As a phenyl ether polyglycidol usable as a surfactant, a water-soluble compound in which a phenyl group is substituted with an alkyl chain having 8 to 18 is known (GB1022878). However, since the hydrophobic part of this compound is an alkyl chain, there is a problem that the affinity to aromatic organic substances is low, and since it has an alkylphenol structure, there is a great concern that it acts as an environmental hormone. Polyglycidol dodecyl ether is also known (Sagitani, H. et.al., JAOCS, Vol.66, pp.146-152, 1989). This compound is produced by linking glycidol one by one. Therefore, there is a problem that the synthesis takes a very long time and is not suitable for industrial application. Accordingly, there is a need to provide surfactants that replace these compounds.
GB1022878 Sagitani, H. et.al., JAOCS, Vol.66, pp.146-152, 1989

  An object of the present invention is to provide a surfactant having high affinity for aromatic substances and having high emulsification dispersion and solubilization ability for organic compositions such as organic pigments. . Another object of the present invention is to provide a surfactant that has no fear of acting as an environmental hormone.

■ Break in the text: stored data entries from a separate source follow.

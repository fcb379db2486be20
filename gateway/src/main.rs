use clap::Parser;
use mimalloc::MiMalloc;
use std::fmt::Display;
use std::io::ErrorKind;
use std::net::SocketAddr;
use std::path::PathBuf;
use std::sync::Arc;
use tokio::signal;

use textclass_internal::config_parser::Config;
use textclass_internal::endpoints::status::TEXTCLASS_VERSION;
use textclass_internal::error;
use textclass_internal::gateway_util;
use textclass_internal::observability::{self, LogFormat};

#[global_allocator]
static GLOBAL: MiMalloc = MiMalloc;

#[derive(Parser, Debug)]
#[command(version, about)]
struct Args {
    /// Use the TOML config file at the specified path. Incompatible with `--default-config`
    #[arg(long)]
    config_file: Option<PathBuf>,

    /// Use the default config (the default sentiment model). Incompatible with `--config-file`
    #[arg(long)]
    default_config: bool,

    /// Sets the log format used for all gateway logs.
    #[arg(long)]
    #[arg(value_enum)]
    #[clap(default_value_t = LogFormat::default())]
    log_format: LogFormat,
}

#[tokio::main]
async fn main() {
    let args = Args::parse();
    // Set up logs immediately, so that we can use `tracing`.
    let delayed_log_config =
        observability::setup_observability(args.log_format).expect_pretty("Failed to set up logs");

    let git_sha = textclass_internal::built_info::GIT_COMMIT_HASH_SHORT.unwrap_or("unknown");

    tracing::info!("Starting text classification gateway {TEXTCLASS_VERSION} (commit: {git_sha})");

    if args.config_file.is_some() && args.default_config {
        tracing::error!("Cannot specify both `--config-file` and `--default-config`");
        std::process::exit(1);
    }

    let config = if let Some(path) = &args.config_file {
        Arc::new(
            Config::load_and_verify_from_path(path)
                .await
                .ok() // Don't print the error here, since it was already printed when it was constructed
                .expect_pretty("Failed to load config"),
        )
    } else {
        if !args.default_config {
            tracing::warn!("No config file provided, so the default classifier will be used. Use `--config-file path/to/config.toml` to specify a config file, or `--default-config` to silence this warning.");
        }
        Arc::new(Config::default())
    };

    if config.gateway.debug {
        delayed_log_config
            .delayed_debug_logs
            .enable_debug()
            .expect_pretty("Failed to enable debug logs");
    }

    // Set debug mode
    error::set_debug(config.gateway.debug).expect_pretty("Failed to set debug mode");

    // Initialize AppState (loads the classifier)
    let app_state = gateway_util::AppStateData::new(config.clone())
        .await
        .expect_pretty("Failed to initialize AppState");
    let classifier_pretty = app_state.classifier.describe();

    let router = gateway_util::build_router(app_state);

    // Bind to the socket address specified in the config, or default to 0.0.0.0:3000
    let bind_address = config
        .gateway
        .bind_address
        .unwrap_or_else(|| SocketAddr::from(([0, 0, 0, 0], 3000)));

    let listener = match tokio::net::TcpListener::bind(bind_address).await {
        Ok(listener) => listener,
        Err(e) if e.kind() == ErrorKind::AddrInUse => {
            tracing::error!(
                "Failed to bind to socket address {bind_address}: {e}. Tip: Ensure no other process is using port {} or try a different port.",
                bind_address.port()
            );
            std::process::exit(1);
        }
        Err(e) => {
            tracing::error!("Failed to bind to socket address {bind_address}: {e}");
            std::process::exit(1);
        }
    };
    // This will give us the chosen port if the user specified a port of 0
    let actual_bind_address = listener
        .local_addr()
        .expect_pretty("Failed to get bind address from listener");

    let config_path_pretty = if let Some(path) = &args.config_file {
        format!("config file `{}`", path.to_string_lossy())
    } else {
        "no config file".to_string()
    };

    tracing::info!(
        "Gateway is listening on {actual_bind_address} with {config_path_pretty} and classifier {classifier_pretty}.",
    );

    axum::serve(listener, router)
        .with_graceful_shutdown(shutdown_signal())
        .await
        .expect_pretty("Failed to start server");
}

pub async fn shutdown_signal() {
    let ctrl_c = async {
        signal::ctrl_c()
            .await
            .expect_pretty("Failed to install Ctrl+C handler");
    };

    #[cfg(unix)]
    let terminate = async {
        signal::unix::signal(signal::unix::SignalKind::terminate())
            .expect_pretty("Failed to install SIGTERM handler")
            .recv()
            .await;
    };

    #[cfg(not(unix))]
    let terminate = std::future::pending::<()>();

    #[cfg(unix)]
    let hangup = async {
        signal::unix::signal(signal::unix::SignalKind::hangup())
            .expect_pretty("Failed to install SIGHUP handler")
            .recv()
            .await;
    };

    #[cfg(not(unix))]
    let hangup = std::future::pending::<()>();

    tokio::select! {
        _ = ctrl_c => {
            tracing::info!("Received Ctrl+C signal");
        }
        _ = terminate => {
            tracing::info!("Received SIGTERM signal");
        }
        _ = hangup => {
            tracing::info!("Received SIGHUP signal");
        }
    };
}

/// We don't allow panic, escape, unwrap, or similar methods in the codebase,
/// except for the private `expect_pretty` method, which is to be used only in
/// main.rs during initialization. After initialization, we expect all code to
/// handle errors gracefully.
///
/// `expect_pretty` logs an error message and exits with a status code of 1.
trait ExpectPretty<T> {
    fn expect_pretty(self, msg: &str) -> T;
}

impl<T, E: Display> ExpectPretty<T> for Result<T, E> {
    fn expect_pretty(self, msg: &str) -> T {
        match self {
            Ok(value) => value,
            Err(err) => {
                tracing::error!("{msg}: {err}");
                std::process::exit(1);
            }
        }
    }
}

impl<T> ExpectPretty<T> for Option<T> {
    fn expect_pretty(self, msg: &str) -> T {
        match self {
            Some(value) => value,
            None => {
                tracing::error!("{msg}");
                std::process::exit(1);
            }
        }
    }
}
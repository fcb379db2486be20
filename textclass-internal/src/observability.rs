//! Log setup for the gateway.
//!
//! Logs are written with `tracing-subscriber`, either human-readable or as JSON lines.
//! The filter is installed behind a reload layer so that `gateway.debug = true` in the
//! config file can raise verbosity after the config has been parsed.

use clap::ValueEnum;
use tracing_subscriber::layer::{Layered, SubscriberExt};
use tracing_subscriber::util::SubscriberInitExt;
use tracing_subscriber::{reload, EnvFilter, Layer, Registry};

use crate::error::{Error, ErrorDetails};

const DEFAULT_DIRECTIVES: &str = "warn,gateway=info,textclass_internal=info";
const DEBUG_DIRECTIVES: &str = "warn,gateway=debug,textclass_internal=debug,tower_http=debug";

#[derive(Clone, Copy, Debug, Default, PartialEq, Eq, ValueEnum)]
pub enum LogFormat {
    #[default]
    Pretty,
    Json,
}

impl std::fmt::Display for LogFormat {
    fn fmt(&self, f: &mut std::fmt::Formatter<'_>) -> std::fmt::Result {
        match self {
            LogFormat::Pretty => write!(f, "pretty"),
            LogFormat::Json => write!(f, "json"),
        }
    }
}

type FmtLayer = Box<dyn Layer<Registry> + Send + Sync>;
type FilterHandle = reload::Handle<EnvFilter, Layered<FmtLayer, Registry>>;

/// Handle for turning on debug logs once the config file is known.
pub struct DelayedDebugLogs {
    handle: FilterHandle,
    // `RUST_LOG` always wins over the config file
    env_filter_set: bool,
}

impl DelayedDebugLogs {
    pub fn enable_debug(&self) -> Result<(), Error> {
        if self.env_filter_set {
            tracing::info!("`RUST_LOG` is set, so `gateway.debug` does not change the log filter");
            return Ok(());
        }
        self.handle
            .reload(EnvFilter::new(DEBUG_DIRECTIVES))
            .map_err(|e| {
                Error::new(ErrorDetails::Config {
                    message: format!("Failed to enable debug logs: {e}"),
                })
            })
    }
}

pub struct DelayedLogConfig {
    pub delayed_debug_logs: DelayedDebugLogs,
}

/// Install the global `tracing` subscriber. Must be called once, before anything logs.
pub fn setup_observability(log_format: LogFormat) -> Result<DelayedLogConfig, Error> {
    let (env_filter, env_filter_set) = match EnvFilter::try_from_default_env() {
        Ok(filter) => (filter, true),
        Err(_) => (EnvFilter::new(DEFAULT_DIRECTIVES), false),
    };
    let (filter, handle) = reload::Layer::new(env_filter);

    let fmt_layer: FmtLayer = match log_format {
        LogFormat::Pretty => tracing_subscriber::fmt::layer().boxed(),
        LogFormat::Json => tracing_subscriber::fmt::layer().json().boxed(),
    };

    tracing_subscriber::registry()
        .with(fmt_layer)
        .with(filter)
        .try_init()
        .map_err(|e| {
            Error::new(ErrorDetails::Config {
                message: format!("Failed to initialize tracing subscriber: {e}"),
            })
        })?;

    Ok(DelayedLogConfig {
        delayed_debug_logs: DelayedDebugLogs {
            handle,
            env_filter_set,
        },
    })
}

  As a result of intensive studies to solve the above-mentioned problems, the present inventors have obtained polyglycidol represented by the following general formula (I) obtained by bonding phenyl ether substituted with an alkylphenyl group to a glycidol chain. The compound has high adsorptivity and affinity for aromatic substances, has high solubilizing ability for organic compositions, and is useful as a surfactant that does not become turbid even when the temperature is raised. I found out. The present invention has been completed based on the above findings.

（式中、LはC₁-C₅アルキレン基を示し、Rはアリール基（該アリール基はC₁-C₁₈アルキル基、C₁-C₁₈アルコキシ基、又はハロゲン原子からなる群から選ばれる1又は2以上の置換基を有していてもよい）を示し、ｍは1〜5の整数を示し（mが2以上の整数を示す場合には、R-L-で表される基はそれぞれ同一でも異なっていてもよい）、nは3〜20の整数を示す）で表されるポリグリシドール化合物が提供される。 That is, according to the present invention, the following general formula (I):

Wherein L represents a C ₁ -C ₅ alkylene group, R is an aryl group (the aryl group is selected from the group consisting of a C ₁ -C ₁₈ alkyl group, a C ₁ -C ₁₈ alkoxy group, or a halogen atom) 1 or 2 or more may be substituted), m represents an integer of 1 to 5 (when m represents an integer of 2 or more, the groups represented by RL- are the same) Or may be different), and n represents an integer of 3 to 20).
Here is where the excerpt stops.